The ancient pipes hemmed and hawed, then sputtered to life. She heard a toilet flush, loud, surprised, exasperated. A family of squirrels had gotten into the attic and worked their way down the walls. With their tiny, verminous claws, they scratched out muffled, secret sounds. Felicity had never liked the house. She disliked the fog, the mournful foghorns, the sound of the ocean, the smell of the ocean--its filthy odor of rotting seaweed and rotting shellfish. She hated the smug insularity of the summer people, and she hated the mirrored smug insularity of the year-round people. It had not been until she made her college escape from Cape Cod to Manhattan that Felicity experienced what felt like fresh air. In New York, she felt as though she could truly breathe for the first time.

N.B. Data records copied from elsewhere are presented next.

use sea_orm_migration::{prelude::*, schema::*};

use crate::m20261019_000003_create_product_table::Product;

static IDX_UNIT_PRODUCT_PRODUCT_ID: &str = "idx_unit_product_product_id";
static FK_UNIT_PRODUCT_PRODUCT_ID: &str = "fk_unit_product_product_id";

#[derive(DeriveMigrationName)]
pub struct Migration;

#[async_trait::async_trait]
impl MigrationTrait for Migration {
    async fn up(&self, manager: &SchemaManager) -> Result<(), DbErr> {
        manager
            .create_table(
                Table::create()
                    .table(UnitProduct::Table)
                    .if_not_exists()
                    .col(pk_auto(UnitProduct::Id))
                    .col(integer(UnitProduct::ProductId))
                    .col(string(UnitProduct::Name))
                    .col(boolean(UnitProduct::IsMain).default(false))
                    .col(double(UnitProduct::RatioToMain))
                    .col(double(UnitProduct::Weight))
                    .col(big_integer(UnitProduct::Price))
                    .col(timestamp(UnitProduct::CreatedAt))
                    .col(timestamp(UnitProduct::UpdatedAt))
                    .col(timestamp_null(UnitProduct::DeletedAt))
                    .to_owned(),
            )
            .await?;

        manager
            .create_index(
                Index::create()
                    .name(IDX_UNIT_PRODUCT_PRODUCT_ID)
                    .table(UnitProduct::Table)
                    .col(UnitProduct::ProductId)
                    .to_owned(),
            )
            .await?;

        manager
            .create_foreign_key(
                ForeignKey::create()
                    .name(FK_UNIT_PRODUCT_PRODUCT_ID)
                    .from_tbl(UnitProduct::Table)
                    .from_col(UnitProduct::ProductId)
                    .to_tbl(Product::Table)
                    .to_col(Product::Id)
                    .to_owned(),
            )
            .await?;

        Ok(())
    }

    async fn down(&self, manager: &SchemaManager) -> Result<(), DbErr> {
        manager
            .drop_foreign_key(
                ForeignKey::drop()
                    .name(FK_UNIT_PRODUCT_PRODUCT_ID)
                    .table(UnitProduct::Table)
                    .to_owned(),
            )
            .await?;

        manager
            .drop_index(
                Index::drop()
                    .name(IDX_UNIT_PRODUCT_PRODUCT_ID)
                    .table(UnitProduct::Table)
                    .to_owned(),
            )
            .await?;

        manager
            .drop_table(Table::drop().table(UnitProduct::Table).to_owned())
            .await?;

        Ok(())
    }
}

#[derive(DeriveIden)]
pub enum UnitProduct {
    Table,
    Id,
    ProductId,
    Name,
    IsMain,
    RatioToMain,
    Weight,
    Price,
    CreatedAt,
    UpdatedAt,
    DeletedAt,
}
use apotek::server::{config::Config, model::app::AppState, router, startup};

#[tokio::main]
async fn main() {
    dotenvy::dotenv().ok();

    tracing_subscriber::fmt()
        .with_env_filter(
            tracing_subscriber::EnvFilter::try_from_default_env()
                .unwrap_or_else(|_| "apotek=info".into()),
        )
        .init();

    let config = match Config::from_env() {
        Ok(config) => config,
        Err(e) => {
            eprintln!("Configuration error: {}", e);
            std::process::exit(1);
        }
    };

    let db = match startup::connect_to_database(&config).await {
        Ok(db) => db,
        Err(e) => {
            tracing::error!("Failed to connect to database: {}", e);
            std::process::exit(1);
        }
    };
    let media = startup::build_media_client(&config);

    let app = router::routes().with_state(AppState::from((db, media)));

    let listener = match tokio::net::TcpListener::bind(&config.bind_address).await {
        Ok(listener) => listener,
        Err(e) => {
            tracing::error!("Failed to bind {}: {}", config.bind_address, e);
            std::process::exit(1);
        }
    };

    tracing::info!("Starting server on {}", config.bind_address);

    if let Err(e) = axum::serve(listener, app).await {
        tracing::error!("Server error: {}", e);
        std::process::exit(1);
    }
}
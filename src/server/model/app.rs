use sea_orm::DatabaseConnection;

use crate::server::media::MediaClient;

#[derive(Clone)]
pub struct AppState {
    pub db: DatabaseConnection,
    pub media: MediaClient,
}

impl From<(DatabaseConnection, MediaClient)> for AppState {
    fn from((db, media): (DatabaseConnection, MediaClient)) -> Self {
        Self { db, media }
    }
}
use sea_orm_migration::{prelude::*, schema::*};

use crate::{
    m20261019_000001_create_pharmacy_table::Pharmacy,
    m20261019_000003_create_product_table::Product,
};

static IDX_STOCK_PHARMACY_ID: &str = "idx_stock_pharmacy_id";
static FK_STOCK_PRODUCT_ID: &str = "fk_stock_product_id";
static FK_STOCK_PHARMACY_ID: &str = "fk_stock_pharmacy_id";

#[derive(DeriveMigrationName)]
pub struct Migration;

#[async_trait::async_trait]
impl MigrationTrait for Migration {
    async fn up(&self, manager: &SchemaManager) -> Result<(), DbErr> {
        manager
            .create_table(
                Table::create()
                    .table(Stock::Table)
                    .if_not_exists()
                    .col(integer(Stock::ProductId))
                    .col(integer(Stock::PharmacyId))
                    .col(integer(Stock::Quantity).default(0))
                    .col(timestamp(Stock::CreatedAt))
                    .col(timestamp(Stock::UpdatedAt))
                    .col(timestamp_null(Stock::DeletedAt))
                    .primary_key(
                        Index::create()
                            .col(Stock::ProductId)
                            .col(Stock::PharmacyId),
                    )
                    .to_owned(),
            )
            .await?;

        manager
            .create_index(
                Index::create()
                    .name(IDX_STOCK_PHARMACY_ID)
                    .table(Stock::Table)
                    .col(Stock::PharmacyId)
                    .to_owned(),
            )
            .await?;

        manager
            .create_foreign_key(
                ForeignKey::create()
                    .name(FK_STOCK_PRODUCT_ID)
                    .from_tbl(Stock::Table)
                    .from_col(Stock::ProductId)
                    .to_tbl(Product::Table)
                    .to_col(Product::Id)
                    .to_owned(),
            )
            .await?;

        manager
            .create_foreign_key(
                ForeignKey::create()
                    .name(FK_STOCK_PHARMACY_ID)
                    .from_tbl(Stock::Table)
                    .from_col(Stock::PharmacyId)
                    .to_tbl(Pharmacy::Table)
                    .to_col(Pharmacy::Id)
                    .to_owned(),
            )
            .await?;

        Ok(())
    }

    async fn down(&self, manager: &SchemaManager) -> Result<(), DbErr> {
        manager
            .drop_foreign_key(
                ForeignKey::drop()
                    .name(FK_STOCK_PHARMACY_ID)
                    .table(Stock::Table)
                    .to_owned(),
            )
            .await?;

        manager
            .drop_foreign_key(
                ForeignKey::drop()
                    .name(FK_STOCK_PRODUCT_ID)
                    .table(Stock::Table)
                    .to_owned(),
            )
            .await?;

        manager
            .drop_index(
                Index::drop()
                    .name(IDX_STOCK_PHARMACY_ID)
                    .table(Stock::Table)
                    .to_owned(),
            )
            .await?;

        manager
            .drop_table(Table::drop().table(Stock::Table).to_owned())
            .await?;

        Ok(())
    }
}

#[derive(DeriveIden)]
enum Stock {
    Table,
    ProductId,
    PharmacyId,
    Quantity,
    CreatedAt,
    UpdatedAt,
    DeletedAt,
}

She filled the percolator and turned the water off. The pipes gave a strangled sigh. The house was constantly sighing. Structural self-pity.
She had tried to talk Frederick into selling the house even before their mother died. But he was stubborn in his flimsy, easygoing way. "I love this house," he said in response, as if that were a response.
Felicity lugged the percolator out to the dining room and plugged it in. A spark flew from the electrical outlet.
The house's revenge, she thought. Trying to kill me before I can kill it.
But later, she realized that this had been exactly the spark she needed. The spark of an idea. For there she had stood, looking at the frayed cord of the percolator in her hand, at the yellowed plate that surrounded the outlet, at the wood floor that creaked even when no one stepped across it, as if it were a ship struggling through the sea, and the idea, so simple, so obvious, hit her.
She took Frederick by the arm and guided him back into the kitchen.
"You love this house," she said.
Frederick produced one of his looks, the clear dark-eyed expression of a rogue trapped helplessly in his own sincerity, the look that drew so many women to him.
"I'm agreeing," she said. "Christ. I said, You love this house, okay?"
"Okay."
"And I don't want this house."
He sighed and said, "Felicity, it's the day of the funeral. Can we . . ."
"Buy me out," she said. "It's so simple. Buy me out."
Frederick gave her a fair price, or so she thought at the time. She'd immediately invested the money in the stock market and had done fairly well with it. Still, as time passed and she thought it over, the whole thing didn't seem quite fair. It was almost, well, not exactly shady, but . . . Over the years, the house had increased in value far more than her stocks had, and that value had then fallen far less than her stocks'. If Frederick sold it now, he'd make a fortune. And wasn't half that fortune really, by rights (maybe not by law, but by rights), hers?
"Well," she was often heard to say to Frederick, "you certainly got a bargain."
"Well," she said to Joseph as they settled into the guest bedroom that had once been her parents' bedroom, "he certainly got a bargain."
The whole family had gathered in the house for Christmas. Gwen, her husband, Ron, and the twins had adjoining rooms on the second floor. Evan was across the hall from them in the smaller bedroom next to Felicity and Joseph. Frederick's room was on the ground floor. He had long ago converted the east parlors, front and back, to his own use--the front parlor with the bow window was where he worked, the back parlor his bedroom. It was there that he stood at the window this Christmas morning watching the insipid winter dawn.
Felicity, lying in bed with a frown on her face, was also looking out the window.
"Joe," she said.
Joseph gave a round, trumpeting snore, followed by a series of liquid burbles.
"Joe," Felicity said again. She turned and pushed his shoulder gently, then more forcefully.